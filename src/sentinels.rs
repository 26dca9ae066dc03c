//! Page-local footnote sentinel sequences.

/// `*`, `**`, `***`, ... without end.
pub fn star_sentinels() -> impl Iterator<Item = String> {
    (1..).map(|n| "*".repeat(n))
}

/// `1`, `2`, `3`, ... for documents that number footnotes per page.
pub fn digit_sentinels() -> impl Iterator<Item = String> {
    (1u32..).map(|n| n.to_string())
}

#[cfg(test)]
mod tests {
    use super::*;

    #[test]
    fn star_sequence_grows_by_one() {
        let first: Vec<String> = star_sentinels().take(3).collect();
        assert_eq!(first, ["*", "**", "***"]);
    }

    #[test]
    fn digit_sequence_counts_from_one() {
        let first: Vec<String> = digit_sentinels().take(3).collect();
        assert_eq!(first, ["1", "2", "3"]);
    }
}
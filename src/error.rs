use std::fmt;

#[derive(Debug)]
pub enum Error {
    Io(std::io::Error),
    InvalidDocx(String),
    Xml(roxmltree::Error),
    Zip(zip::result::ZipError),
    /// A continuation paragraph was offered to a footnote with a different ordinal.
    FootnoteMergeConflict {
        page: u32,
        existing: usize,
        incoming: usize,
    },
    /// A continuation paragraph arrived before any footnote existed.
    OrphanedContinuation { page: u32, ordinal: usize },
    /// A `check` predicate failed in fail mode.
    CheckFailed { message: String, paragraph: String },
}

impl fmt::Display for Error {
    fn fmt(&self, f: &mut fmt::Formatter<'_>) -> fmt::Result {
        match self {
            Error::Io(e) => write!(f, "I/O error: {e}"),
            Error::InvalidDocx(msg) => write!(f, "Invalid DOCX: {msg}"),
            Error::Xml(e) => write!(f, "XML parse error: {e}"),
            Error::Zip(e) => write!(f, "ZIP error: {e}"),
            Error::FootnoteMergeConflict {
                page,
                existing,
                incoming,
            } => write!(
                f,
                "Merge conflict of footnotes on page {page}: ordinal {existing} + ordinal {incoming}"
            ),
            Error::OrphanedContinuation { page, ordinal } => write!(
                f,
                "Continuation on page {page} (ordinal {ordinal}) has no footnote to attach to"
            ),
            Error::CheckFailed { message, paragraph } => write!(f, "{message} (para {paragraph})"),
        }
    }
}

impl std::error::Error for Error {
    fn source(&self) -> Option<&(dyn std::error::Error + 'static)> {
        match self {
            Error::Io(e) => Some(e),
            Error::Xml(e) => Some(e),
            Error::Zip(e) => Some(e),
            _ => None,
        }
    }
}

impl From<std::io::Error> for Error {
    fn from(e: std::io::Error) -> Self {
        Error::Io(e)
    }
}

impl From<roxmltree::Error> for Error {
    fn from(e: roxmltree::Error) -> Self {
        Error::Xml(e)
    }
}

impl From<zip::result::ZipError> for Error {
    fn from(e: zip::result::ZipError) -> Self {
        Error::Zip(e)
    }
}
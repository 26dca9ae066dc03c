mod styles;
mod writer;

pub use writer::DocxWriter;

use std::io::{Read, Seek};
use std::path::Path;

use crate::error::Error;
use crate::model::{Origin, Run, SourceDocument, SourceParagraph, StyleState};

use styles::{StylesInfo, parse_styles};

pub(crate) const WML_NS: &str = "http://schemas.openxmlformats.org/wordprocessingml/2006/main";

/// Which markup decides where a new page starts.
#[derive(Clone, Copy, Debug, Default, PartialEq, Eq)]
pub enum PageBreaks {
    /// `Rendered` when the document carries Word's layout hints, else `Explicit`.
    #[default]
    Auto,
    /// `w:lastRenderedPageBreak`, written by Word where pages actually broke.
    Rendered,
    /// Manual page breaks, `w:pageBreakBefore` and page-starting section breaks.
    Explicit,
}

/// Parse a WML boolean toggle element (e.g., w:b, w:i).
/// Present with no val or val != "0"/"false" means true.
pub(crate) fn wml_bool(parent: roxmltree::Node, name: &str) -> Option<bool> {
    wml(parent, name).map(|n| {
        n.attribute((WML_NS, "val"))
            .is_none_or(|v| v != "0" && v != "false")
    })
}

pub(crate) fn wml_underline(rpr: roxmltree::Node) -> Option<bool> {
    wml(rpr, "u").map(|u| u.attribute((WML_NS, "val")).is_none_or(|v| v != "none"))
}

pub(crate) fn wml<'a>(node: roxmltree::Node<'a, 'a>, name: &str) -> Option<roxmltree::Node<'a, 'a>> {
    node.children()
        .find(|n| n.tag_name().name() == name && n.tag_name().namespace() == Some(WML_NS))
}

pub(crate) fn wml_attr<'a>(node: roxmltree::Node<'a, 'a>, child: &str) -> Option<&'a str> {
    wml(node, child).and_then(|n| n.attribute((WML_NS, "val")))
}

fn is_wml(node: roxmltree::Node, name: &str) -> bool {
    node.tag_name().name() == name && node.tag_name().namespace() == Some(WML_NS)
}

pub(crate) fn read_zip_text<R: Read + Seek>(zip: &mut zip::ZipArchive<R>, name: &str) -> Option<String> {
    let mut content = String::new();
    zip.by_name(name).ok()?.read_to_string(&mut content).ok()?;
    Some(content)
}

/// Flatten SDT wrappers: descend into w:sdtContent and collect effective children.
fn collect_block_nodes<'a>(parent: roxmltree::Node<'a, 'a>) -> Vec<roxmltree::Node<'a, 'a>> {
    let mut nodes = Vec::new();
    for child in parent.children() {
        if is_wml(child, "sdt") {
            if let Some(content) = wml(child, "sdtContent") {
                nodes.extend(collect_block_nodes(content));
            }
        } else {
            nodes.push(child);
        }
    }
    nodes
}

/// Body paragraphs in reading order, table cells included.
fn collect_paragraph_nodes<'a>(parent: roxmltree::Node<'a, 'a>, out: &mut Vec<roxmltree::Node<'a, 'a>>) {
    for node in collect_block_nodes(parent) {
        if is_wml(node, "p") {
            out.push(node);
        } else if is_wml(node, "tbl") {
            for tr in collect_block_nodes(node).into_iter().filter(|n| is_wml(*n, "tr")) {
                for tc in collect_block_nodes(tr).into_iter().filter(|n| is_wml(*n, "tc")) {
                    collect_paragraph_nodes(tc, out);
                }
            }
        }
    }
}

fn collect_run_nodes<'a>(parent: roxmltree::Node<'a, 'a>, out: &mut Vec<roxmltree::Node<'a, 'a>>) {
    for child in parent.children() {
        if child.tag_name().namespace() != Some(WML_NS) {
            continue;
        }
        match child.tag_name().name() {
            "r" => out.push(child),
            "hyperlink" | "ins" | "smartTag" | "fldSimple" | "customXml" => {
                collect_run_nodes(child, out)
            }
            "sdt" => {
                if let Some(content) = wml(child, "sdtContent") {
                    collect_run_nodes(content, out);
                }
            }
            _ => {}
        }
    }
}

struct PageCounter {
    mode: PageBreaks,
    page: u32,
    seen_paragraph: bool,
}

impl PageCounter {
    fn new(mode: PageBreaks, body: roxmltree::Node) -> Self {
        let mode = match mode {
            PageBreaks::Auto => {
                if body.descendants().any(|n| is_wml(n, "lastRenderedPageBreak")) {
                    PageBreaks::Rendered
                } else {
                    PageBreaks::Explicit
                }
            }
            other => other,
        };
        log::debug!("Counting pages with {mode:?} breaks");
        PageCounter {
            mode,
            page: 1,
            seen_paragraph: false,
        }
    }

    fn counts(&self, mode: PageBreaks) -> bool {
        self.mode == mode
    }
}

fn resolve_style(
    rpr: Option<roxmltree::Node>,
    para_style: Option<&styles::StyleProps>,
    styles: &StylesInfo,
) -> StyleState {
    let char_style = rpr
        .and_then(|n| wml_attr(n, "rStyle"))
        .and_then(|id| styles.character_styles.get(id));

    let bold = rpr
        .and_then(|n| wml_bool(n, "b"))
        .or_else(|| char_style.and_then(|cs| cs.bold))
        .or_else(|| para_style.and_then(|ps| ps.bold))
        .unwrap_or(styles.defaults.bold);
    let italic = rpr
        .and_then(|n| wml_bool(n, "i"))
        .or_else(|| char_style.and_then(|cs| cs.italic))
        .or_else(|| para_style.and_then(|ps| ps.italic))
        .unwrap_or(styles.defaults.italic);
    let underlined = rpr
        .and_then(wml_underline)
        .or_else(|| char_style.and_then(|cs| cs.underline))
        .or_else(|| para_style.and_then(|ps| ps.underline))
        .unwrap_or(styles.defaults.underline);

    StyleState {
        bold,
        italic,
        underlined,
    }
}

fn parse_paragraph(
    para_node: roxmltree::Node,
    origin: Origin,
    styles: &StylesInfo,
    pages: &mut PageCounter,
) -> SourceParagraph {
    let ppr = wml(para_node, "pPr");
    let para_style = styles
        .paragraph_styles
        .get(ppr.and_then(|ppr| wml_attr(ppr, "pStyle")).unwrap_or("Normal"));

    if pages.counts(PageBreaks::Explicit)
        && pages.seen_paragraph
        && ppr
            .and_then(|ppr| wml_bool(ppr, "pageBreakBefore"))
            .unwrap_or(false)
    {
        pages.page += 1;
    }
    pages.seen_paragraph = true;

    let mut run_nodes = Vec::new();
    collect_run_nodes(para_node, &mut run_nodes);

    let mut runs: Vec<Run> = Vec::new();
    let mut start_page: Option<u32> = None;

    for run_node in run_nodes {
        let style = resolve_style(wml(run_node, "rPr"), para_style, styles);
        let mut text = String::new();

        for child in run_node.children() {
            if child.tag_name().namespace() != Some(WML_NS) {
                continue;
            }
            match child.tag_name().name() {
                // Word treats newlines in w:t as whitespace; only w:br creates line breaks
                "t" => text.push_str(&child.text().unwrap_or_default().replace('\n', " ")),
                "tab" => text.push('\t'),
                "cr" => text.push('\n'),
                "noBreakHyphen" => text.push('\u{2011}'),
                "softHyphen" => text.push('\u{00AD}'),
                "sym" => {
                    if let Some(c) = child
                        .attribute((WML_NS, "char"))
                        .and_then(|v| u32::from_str_radix(v, 16).ok())
                        .and_then(char::from_u32)
                    {
                        text.push(c);
                    }
                }
                "br" => match child.attribute((WML_NS, "type")) {
                    Some("page") => {
                        if pages.counts(PageBreaks::Explicit) {
                            if !runs.is_empty() || !text.is_empty() {
                                start_page.get_or_insert(pages.page);
                            }
                            pages.page += 1;
                        }
                    }
                    Some("column") => {}
                    _ => text.push('\n'),
                },
                "lastRenderedPageBreak" => {
                    if pages.counts(PageBreaks::Rendered) {
                        // A break before any text moves the whole paragraph.
                        if !runs.is_empty() || !text.is_empty() {
                            start_page.get_or_insert(pages.page);
                        }
                        pages.page += 1;
                    }
                }
                "footnoteReference" | "endnoteReference" => {
                    log::debug!("Ignoring native note reference in paragraph {}", origin.0);
                }
                _ => {}
            }
        }

        if text.is_empty() {
            continue;
        }
        start_page.get_or_insert(pages.page);
        match runs.last_mut() {
            Some(last) if last.style() == style => last.text.push_str(&text),
            _ => runs.push(Run::new(text, style)),
        }
    }

    let page = start_page.unwrap_or(pages.page);

    if pages.counts(PageBreaks::Explicit)
        && ppr
            .and_then(|ppr| wml(ppr, "sectPr"))
            .is_some_and(|sect| wml_attr(sect, "type") != Some("continuous"))
    {
        pages.page += 1;
    }

    SourceParagraph { page, runs, origin }
}

fn parse_archive<R: Read + Seek>(
    zip: &mut zip::ZipArchive<R>,
    breaks: PageBreaks,
) -> Result<SourceDocument, Error> {
    let styles = parse_styles(zip);

    let mut xml_content = String::new();
    zip.by_name("word/document.xml")
        .map_err(|_| Error::InvalidDocx("missing word/document.xml (is this a DOCX file?)".into()))?
        .read_to_string(&mut xml_content)?;

    let xml = roxmltree::Document::parse(&xml_content)?;
    let root = xml.root_element();
    let body = wml(root, "body").ok_or_else(|| Error::InvalidDocx("missing w:body".into()))?;

    let mut pages = PageCounter::new(breaks, body);
    let mut para_nodes = Vec::new();
    collect_paragraph_nodes(body, &mut para_nodes);

    let paragraphs: Vec<SourceParagraph> = para_nodes
        .into_iter()
        .enumerate()
        .map(|(i, node)| parse_paragraph(node, Origin(i), &styles, &mut pages))
        .collect();

    log::info!(
        "Read {} paragraphs over {} pages",
        paragraphs.len(),
        paragraphs.last().map(|p| p.page).unwrap_or(1)
    );

    Ok(SourceDocument { paragraphs })
}

pub fn parse(path: &Path, breaks: PageBreaks) -> Result<SourceDocument, Error> {
    let file = std::fs::File::open(path).map_err(|e| match e.kind() {
        std::io::ErrorKind::NotFound | std::io::ErrorKind::PermissionDenied => Error::Io(
            std::io::Error::new(e.kind(), format!("{}: {}", e, path.display())),
        ),
        _ => Error::Io(e),
    })?;

    let mut zip = zip::ZipArchive::new(file)
        .map_err(|_| Error::InvalidDocx("file is not a ZIP archive".into()))?;
    parse_archive(&mut zip, breaks)
}

pub fn parse_bytes(bytes: &[u8], breaks: PageBreaks) -> Result<SourceDocument, Error> {
    let mut zip = zip::ZipArchive::new(std::io::Cursor::new(bytes))
        .map_err(|_| Error::InvalidDocx("data is not a ZIP archive".into()))?;
    parse_archive(&mut zip, breaks)
}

━━━━━━

**What needs to be done**
The lines in the records above that include the word "ZipArchive" must be copied out.

**Result of this task**
pub(crate) fn read_zip_text<R: Read + Seek>(zip: &mut zip::ZipArchive<R>, name: &str) -> Option<String> {
    zip: &mut zip::ZipArchive<R>,
    let mut zip = zip::ZipArchive::new(file)
    let mut zip = zip::ZipArchive::new(std::io::Cursor::new(bytes))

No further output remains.